Strange bedfellows business and education were in the news again today to announce a special partnership. In exchange for valuable dream material to make new balls out of, adolescents with unrealistic dreams of becoming sports stars will have their dreams extracted in a relatively painless process that lasts not much more than 20 minutes, a little more than the time spent thinking realistically about having them in the first place.
"We'd like to think that we were doing something useful with recycled material," a spokesman for the company, Will-son Bendover said. "And that we are providing the community with a valuable service."
Unrealistic dreams may be extracted by using a small, hand-held sports pump stuck in the anus of an adolescent and sucked out in reverse (Bubba Hotep eat your heart out) for 20 minutes.
"We use the flower portal because it is the same place that someone encouraged these youngsters by blowing smoke up their asses to make them think that they could be sports stars in the first place," a spokesman for the company said.
"We'd like to think that we are practical and are offering a service to these youth who will hopefully thank us one day for taking their unrealistic dreams away."
Incidence of this occurrence seems to be higher from the 12 to 16-year-old range company officials said.
School systems across the country are in the process of creating a system of standards for High School and Middle School levels that tell companies which student's dreams may be extracted and whose may not. A complete list of these standards will be out on a national website next month.
It is said that players who make the starting team of any one of the following three sports: Football, baseball and basketball all three years in high school may not be tampered with. As well, star players whose play is consistently way above average all season in one of those sports may not be tampered with either.
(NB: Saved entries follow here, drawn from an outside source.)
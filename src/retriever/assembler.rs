use serde_json::Value;

use crate::{
    core::{
        document::{Document, Node},
        errors::{AppError, AppResult},
        types::{
            AbilityEntry, Action, CatalogRecord, Creature, EntityKind, MoveEntry, StatDetail,
            StatEntry, Trait,
        },
    },
    providers::catalog::CatalogClient,
    retriever::{
        locale::english_text,
        resolver::{resolve_abilities, resolve_moves, resolve_stats, ExpandDepth},
    },
};

pub async fn assemble(
    client: &CatalogClient,
    kind: EntityKind,
    document: &Document,
    depth: ExpandDepth,
) -> AppResult<CatalogRecord> {
    match kind {
        EntityKind::Creature => assemble_creature(client, document, depth)
            .await
            .map(CatalogRecord::Creature),
        EntityKind::Trait => assemble_trait(document).map(CatalogRecord::Trait),
        EntityKind::Action => assemble_action(document).map(CatalogRecord::Action),
    }
}

/// Builds a creature record. With expansion allowed, the stat, ability and move
/// references are resolved as three concurrent batches.
pub async fn assemble_creature(
    client: &CatalogClient,
    document: &Document,
    depth: ExpandDepth,
) -> AppResult<Creature> {
    let root = document.root();
    let (name, id) = identity(&root)?;
    let height = root.i64_field("height")?;
    let weight = root.i64_field("weight")?;
    let types = root
        .items("types")?
        .iter()
        .map(|item| item.str_field("type.name").map(str::to_string))
        .collect::<AppResult<Vec<_>>>()?;

    let stats = stat_entries(&root)?;
    let abilities = ability_entries(&root)?;
    let moves = move_entries(&root)?;

    let (stats, abilities, moves) = futures::try_join!(
        resolve_stats(client, stats, depth),
        resolve_abilities(client, abilities, depth),
        resolve_moves(client, moves, depth),
    )?;

    Ok(Creature {
        name,
        id,
        height,
        weight,
        stats,
        types,
        abilities,
        moves,
    })
}

pub fn assemble_trait(document: &Document) -> AppResult<Trait> {
    let root = document.root();
    let (name, id) = identity(&root)?;
    let pokemon = root
        .items("pokemon")?
        .iter()
        .map(|item| item.str_field("pokemon.name").map(str::to_string))
        .collect::<AppResult<Vec<_>>>()?;

    Ok(Trait {
        name,
        id,
        generation: root.str_field("generation.name")?.to_string(),
        effect: english_text(&root.items("effect_entries")?, "effect")?,
        short_effect: english_text(&root.items("flavor_text_entries")?, "flavor_text")?,
        pokemon,
    })
}

pub fn assemble_action(document: &Document) -> AppResult<Action> {
    let root = document.root();
    let (name, id) = identity(&root)?;

    Ok(Action {
        name,
        id,
        generation: root.str_field("generation.name")?.to_string(),
        accuracy: root.opt_i64_field("accuracy")?,
        power: root.opt_i64_field("power")?,
        pp: root.opt_i64_field("pp")?,
        damage_class: root.str_field("damage_class.name")?.to_string(),
        move_type: root.str_field("type.name")?.to_string(),
        short_effect: english_text(&root.items("flavor_text_entries")?, "flavor_text")?,
    })
}

pub fn assemble_stat_detail(document: &Document) -> AppResult<StatDetail> {
    let root = document.root();
    let (name, id) = identity(&root)?;
    Ok(StatDetail {
        name,
        id,
        is_battle_only: root.bool_field("is_battle_only")?,
    })
}

fn identity(root: &Node<'_>) -> AppResult<(String, i64)> {
    let name = root.str_field("name")?;
    if name.trim().is_empty() {
        return Err(AppError::MalformedDocument("empty `name`".to_string()));
    }
    Ok((name.to_string(), root.i64_field("id")?))
}

fn stat_entries(root: &Node<'_>) -> AppResult<Vec<StatEntry>> {
    root.items("stats")?
        .iter()
        .map(|item| -> AppResult<StatEntry> {
            Ok(StatEntry {
                name: item.str_field("stat.name")?.to_string(),
                base_stat: item.i64_field("base_stat")?,
                url: item.str_field("stat.url")?.to_string(),
                expanded: None,
            })
        })
        .collect()
}

fn ability_entries(root: &Node<'_>) -> AppResult<Vec<AbilityEntry>> {
    root.items("abilities")?
        .iter()
        .map(|item| -> AppResult<AbilityEntry> {
            Ok(AbilityEntry {
                name: item.str_field("ability.name")?.to_string(),
                url: item.str_field("ability.url")?.to_string(),
                is_hidden: item.get("is_hidden").and_then(Value::as_bool).unwrap_or(false),
                slot: item.get("slot").and_then(Value::as_i64).unwrap_or(0),
                expanded: None,
            })
        })
        .collect()
}

fn move_entries(root: &Node<'_>) -> AppResult<Vec<MoveEntry>> {
    root.items("moves")?
        .iter()
        .map(|item| -> AppResult<MoveEntry> {
            // Only the first version group is reported.
            let details = match item.get("version_group_details") {
                None | Some(Value::Null) => vec![],
                Some(_) => item.items("version_group_details")?,
            };
            let level_learned_at = match details.first() {
                Some(detail) => detail.opt_i64_field("level_learned_at")?.unwrap_or(0),
                None => 0,
            };
            Ok(MoveEntry {
                name: item.str_field("move.name")?.to_string(),
                url: item.str_field("move.url")?.to_string(),
                level_learned_at,
                expanded: None,
            })
        })
        .collect()
}
use std::collections::HashMap;

use tracing::debug;

use crate::{
    core::{
        document::Document,
        errors::AppResult,
        types::{AbilityEntry, MoveEntry, StatEntry},
    },
    providers::catalog::CatalogClient,
    retriever::assembler::{assemble_action, assemble_stat_detail, assemble_trait},
};

/// How many more levels of references may still be followed.
///
/// Top-level records start at [`ExpandDepth::ONE`] when expansion is requested. The
/// records built from followed references are only ever assembled as leaves, so the
/// catalog is never walked past one hop.
#[derive(Debug, Clone, Copy, PartialEq, Eq)]
pub struct ExpandDepth(u8);

impl ExpandDepth {
    pub const NONE: Self = Self(0);
    pub const ONE: Self = Self(1);

    pub fn from_flag(expand: bool) -> Self {
        if expand {
            Self::ONE
        } else {
            Self::NONE
        }
    }

    pub fn allows_expansion(self) -> bool {
        self.0 > 0
    }
}

pub async fn resolve_stats(
    client: &CatalogClient,
    mut entries: Vec<StatEntry>,
    depth: ExpandDepth,
) -> AppResult<Vec<StatEntry>> {
    if !depth.allows_expansion() {
        return Ok(entries);
    }
    let urls = entries.iter().map(|entry| entry.url.as_str()).collect::<Vec<_>>();
    let details = expand_references(client, &urls, assemble_stat_detail).await?;
    for (entry, detail) in entries.iter_mut().zip(details) {
        entry.expanded = Some(detail);
    }
    Ok(entries)
}

pub async fn resolve_abilities(
    client: &CatalogClient,
    mut entries: Vec<AbilityEntry>,
    depth: ExpandDepth,
) -> AppResult<Vec<AbilityEntry>> {
    if !depth.allows_expansion() {
        return Ok(entries);
    }
    let urls = entries.iter().map(|entry| entry.url.as_str()).collect::<Vec<_>>();
    let traits = expand_references(client, &urls, assemble_trait).await?;
    for (entry, record) in entries.iter_mut().zip(traits) {
        entry.expanded = Some(record);
    }
    Ok(entries)
}

pub async fn resolve_moves(
    client: &CatalogClient,
    mut entries: Vec<MoveEntry>,
    depth: ExpandDepth,
) -> AppResult<Vec<MoveEntry>> {
    if !depth.allows_expansion() {
        return Ok(entries);
    }
    let urls = entries.iter().map(|entry| entry.url.as_str()).collect::<Vec<_>>();
    let actions = expand_references(client, &urls, assemble_action).await?;
    for (entry, record) in entries.iter_mut().zip(actions) {
        entry.expanded = Some(record);
    }
    Ok(entries)
}

/// Fetches every distinct url once, in a single batch, and hands back one assembled
/// value per input position.
pub async fn expand_references<T, F>(
    client: &CatalogClient,
    urls: &[&str],
    assemble: F,
) -> AppResult<Vec<T>>
where
    T: Clone,
    F: Fn(&Document) -> AppResult<T>,
{
    let (distinct, slots) = dedupe_locators(urls);
    debug!(
        references = urls.len(),
        distinct = distinct.len(),
        "expanding references"
    );

    let documents = client.fetch_all(&distinct).await?;
    let assembled = documents
        .iter()
        .map(&assemble)
        .collect::<AppResult<Vec<_>>>()?;

    Ok(slots
        .into_iter()
        .map(|slot| assembled[slot].clone())
        .collect())
}

/// Returns the distinct locators in first-seen order plus, for each input position,
/// the index of its locator in that list.
fn dedupe_locators(urls: &[&str]) -> (Vec<String>, Vec<usize>) {
    let mut seen = HashMap::<&str, usize>::new();
    let mut distinct = Vec::new();
    let slots = urls
        .iter()
        .map(|&url| {
            *seen.entry(url).or_insert_with(|| {
                distinct.push(url.to_string());
                distinct.len() - 1
            })
        })
        .collect();
    (distinct, slots)
}
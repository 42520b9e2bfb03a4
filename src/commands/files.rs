use std::path::Path;

use crate::core::{
    errors::{AppError, AppResult},
    types::CatalogRecord,
};

/// One identifier per line, lowercased. Blank lines are dropped.
pub fn read_identifiers(path: &Path) -> AppResult<Vec<String>> {
    let contents = std::fs::read_to_string(path)
        .map_err(|err| AppError::Io(format!("{}: {err}", path.display())))?;
    Ok(contents
        .lines()
        .map(|line| line.trim().to_lowercase())
        .filter(|line| !line.is_empty())
        .collect())
}

pub fn write_output(path: &Path, contents: &str) -> AppResult<()> {
    std::fs::write(path, contents)
        .map_err(|err| AppError::Io(format!("{}: {err}", path.display())))
}

pub fn render_records(records: &[CatalogRecord]) -> String {
    records.iter().map(ToString::to_string).collect()
}
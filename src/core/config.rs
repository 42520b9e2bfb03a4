use std::time::Duration;

use crate::core::errors::{AppError, AppResult};

pub const DEFAULT_BASE_URL: &str = "https://pokeapi.co/api/v2";
const DEFAULT_MAX_IN_FLIGHT: usize = 16;
const DEFAULT_TIMEOUT_SECS: u64 = 30;
const MIN_REQUEST_TIMEOUT: Duration = Duration::from_millis(1);

#[derive(Debug, Clone, PartialEq, Eq)]
pub struct CatalogConfig {
    pub base_url: String,
    /// Upper bound on concurrent requests within one batch.
    pub max_in_flight: usize,
    pub request_timeout: Duration,
}

impl Default for CatalogConfig {
    fn default() -> Self {
        Self {
            base_url: DEFAULT_BASE_URL.to_string(),
            max_in_flight: DEFAULT_MAX_IN_FLIGHT,
            request_timeout: Duration::from_secs(DEFAULT_TIMEOUT_SECS),
        }
    }
}

impl CatalogConfig {
    pub fn new(base_url: impl Into<String>) -> Self {
        Self::default().with_base_url(base_url)
    }

    pub fn with_base_url(mut self, base_url: impl Into<String>) -> Self {
        self.base_url = base_url.into().trim_end_matches('/').to_string();
        self
    }

    pub fn with_max_in_flight(mut self, max_in_flight: usize) -> Self {
        self.max_in_flight = max_in_flight.max(1);
        self
    }

    /// Timeouts below one millisecond are raised to one millisecond.
    pub fn with_request_timeout(mut self, timeout: Duration) -> Self {
        self.request_timeout = timeout.max(MIN_REQUEST_TIMEOUT);
        self
    }

    /// Reads `POKEDEX_BASE_URL`, `POKEDEX_MAX_IN_FLIGHT` and `POKEDEX_TIMEOUT_SECS`,
    /// keeping defaults for anything unset.
    pub fn from_env() -> AppResult<Self> {
        Self::from_lookup(|key| std::env::var(key).ok())
    }

    fn from_lookup<F>(lookup: F) -> AppResult<Self>
    where
        F: Fn(&str) -> Option<String>,
    {
        let mut config = Self::default();
        if let Some(base_url) = lookup("POKEDEX_BASE_URL").filter(|value| !value.trim().is_empty())
        {
            config = config.with_base_url(base_url.trim());
        }
        if let Some(raw) = lookup("POKEDEX_MAX_IN_FLIGHT") {
            let parsed = raw.trim().parse::<usize>().map_err(|err| {
                AppError::Config(format!("POKEDEX_MAX_IN_FLIGHT `{raw}`: {err}"))
            })?;
            config = config.with_max_in_flight(parsed);
        }
        if let Some(raw) = lookup("POKEDEX_TIMEOUT_SECS") {
            let secs = raw.trim().parse::<u64>().map_err(|err| {
                AppError::Config(format!("POKEDEX_TIMEOUT_SECS `{raw}`: {err}"))
            })?;
            config = config.with_request_timeout(Duration::from_secs(secs.max(1)));
        }
        Ok(config)
    }
}
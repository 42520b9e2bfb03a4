use serde::ser::SerializeStruct;
use thiserror::Error;

#[derive(Debug, Error)]
pub enum AppError {
    #[error("invalid input: {0}")]
    InvalidInput(String),
    #[error(
        "no results found for {locator}, check your spelling and query type (pokemon/ability/move)"
    )]
    NoSuchEntity { locator: String },
    #[error("malformed document: {0}")]
    MalformedDocument(String),
    #[error("request timed out")]
    Timeout,
    #[error("network error: {0}")]
    Network(String),
    #[error("configuration error: {0}")]
    Config(String),
    #[error("io error: {0}")]
    Io(String),
}

impl serde::Serialize for AppError {
    fn serialize<S>(&self, serializer: S) -> Result<S::Ok, S::Error>
    where
        S: serde::Serializer,
    {
        let mut state = serializer.serialize_struct("AppError", 2)?;
        state.serialize_field("code", self.code())?;
        state.serialize_field("message", &self.to_string())?;
        state.end()
    }
}

impl AppError {
    pub fn code(&self) -> &'static str {
        match self {
            Self::InvalidInput(_) => "INVALID_INPUT",
            Self::NoSuchEntity { .. } => "NO_SUCH_ENTITY",
            Self::MalformedDocument(_) => "MALFORMED_DOCUMENT",
            Self::Timeout => "TIMEOUT",
            Self::Network(_) => "NETWORK_ERROR",
            Self::Config(_) => "CONFIG_ERROR",
            Self::Io(_) => "IO_ERROR",
        }
    }

    /// True when the remote service could not be reached, as opposed to answering
    /// with something unusable.
    pub fn is_transport(&self) -> bool {
        matches!(self, Self::Timeout | Self::Network(_))
    }

    pub(crate) fn missing_field(path: &str) -> Self {
        Self::MalformedDocument(format!("missing or mistyped field `{path}`"))
    }
}

impl From<std::io::Error> for AppError {
    fn from(value: std::io::Error) -> Self {
        Self::Io(value.to_string())
    }
}

impl From<reqwest::Error> for AppError {
    fn from(value: reqwest::Error) -> Self {
        if value.is_timeout() {
            Self::Timeout
        } else {
            Self::Network(value.to_string())
        }
    }
}

pub type AppResult<T> = Result<T, AppError>;
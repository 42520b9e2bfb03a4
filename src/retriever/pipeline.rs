use std::time::Instant;

use tracing::{error, info, info_span, Instrument};
use uuid::Uuid;

use crate::{
    core::{
        errors::AppResult,
        types::{CatalogRecord, EntityKind},
    },
    providers::catalog::CatalogClient,
    retriever::{
        assembler::assemble,
        identifiers::normalize_identifiers,
        resolver::ExpandDepth,
    },
};

#[derive(Debug, Clone)]
pub struct Pipeline {
    client: CatalogClient,
}

impl Pipeline {
    pub fn new(client: CatalogClient) -> Self {
        Self { client }
    }

    /// Fetches and assembles one record per identifier, in input order.
    ///
    /// Any failure aborts the whole run: either every identifier yields a record or the
    /// caller gets the error and nothing else.
    pub async fn run(
        &self,
        kind: EntityKind,
        identifiers: &[String],
        expand: bool,
    ) -> AppResult<Vec<CatalogRecord>> {
        let run_id = Uuid::new_v4().to_string();
        let span = info_span!("catalog_run", %run_id, kind = kind.as_str(), expand);

        async move {
            let started = Instant::now();
            let outcome = self.collect(kind, identifiers, expand).await;
            match &outcome {
                Ok(records) => info!(
                    records = records.len(),
                    latency_ms = started.elapsed().as_millis() as u64,
                    "catalog run completed"
                ),
                Err(err) => error!(code = err.code(), "catalog run aborted: {err}"),
            }
            outcome
        }
        .instrument(span)
        .await
    }

    async fn collect(
        &self,
        kind: EntityKind,
        identifiers: &[String],
        expand: bool,
    ) -> AppResult<Vec<CatalogRecord>> {
        let normalized = normalize_identifiers(identifiers)?;
        let depth = ExpandDepth::from_flag(expand);
        let documents = self.client.fetch_entities(kind, &normalized).await?;

        // Parents are assembled one at a time so nested batches never stack past
        // three per creature.
        let mut records = Vec::with_capacity(documents.len());
        for document in &documents {
            records.push(assemble(&self.client, kind, document, depth).await?);
        }
        Ok(records)
    }
}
This will provide for those sporting anomalies such as Michael Jordan who come out of nowhere to be the best.
Clauses will be put into dream donor contracts that allow no other company producing balls out of the same substance to approach these boys. "We want to keep this as clean as possible," said Larson Jennings spokesman for company contracts. "These boys need to stay focused on academics."
He continued,"This is cutting edge stuff without the cutting edge. Players used to complain about cutting their finger tips on the composite balls, but no more, not with our dream substance. Dream substance allows the ball to just float from a player's fingers into the net."
"We go by the notion that everyone has a shot, but not at the same dream. We're not really all created equal."
In other news today, the movie, "White Men Can't Jump" is making a remarkable return at the box offices.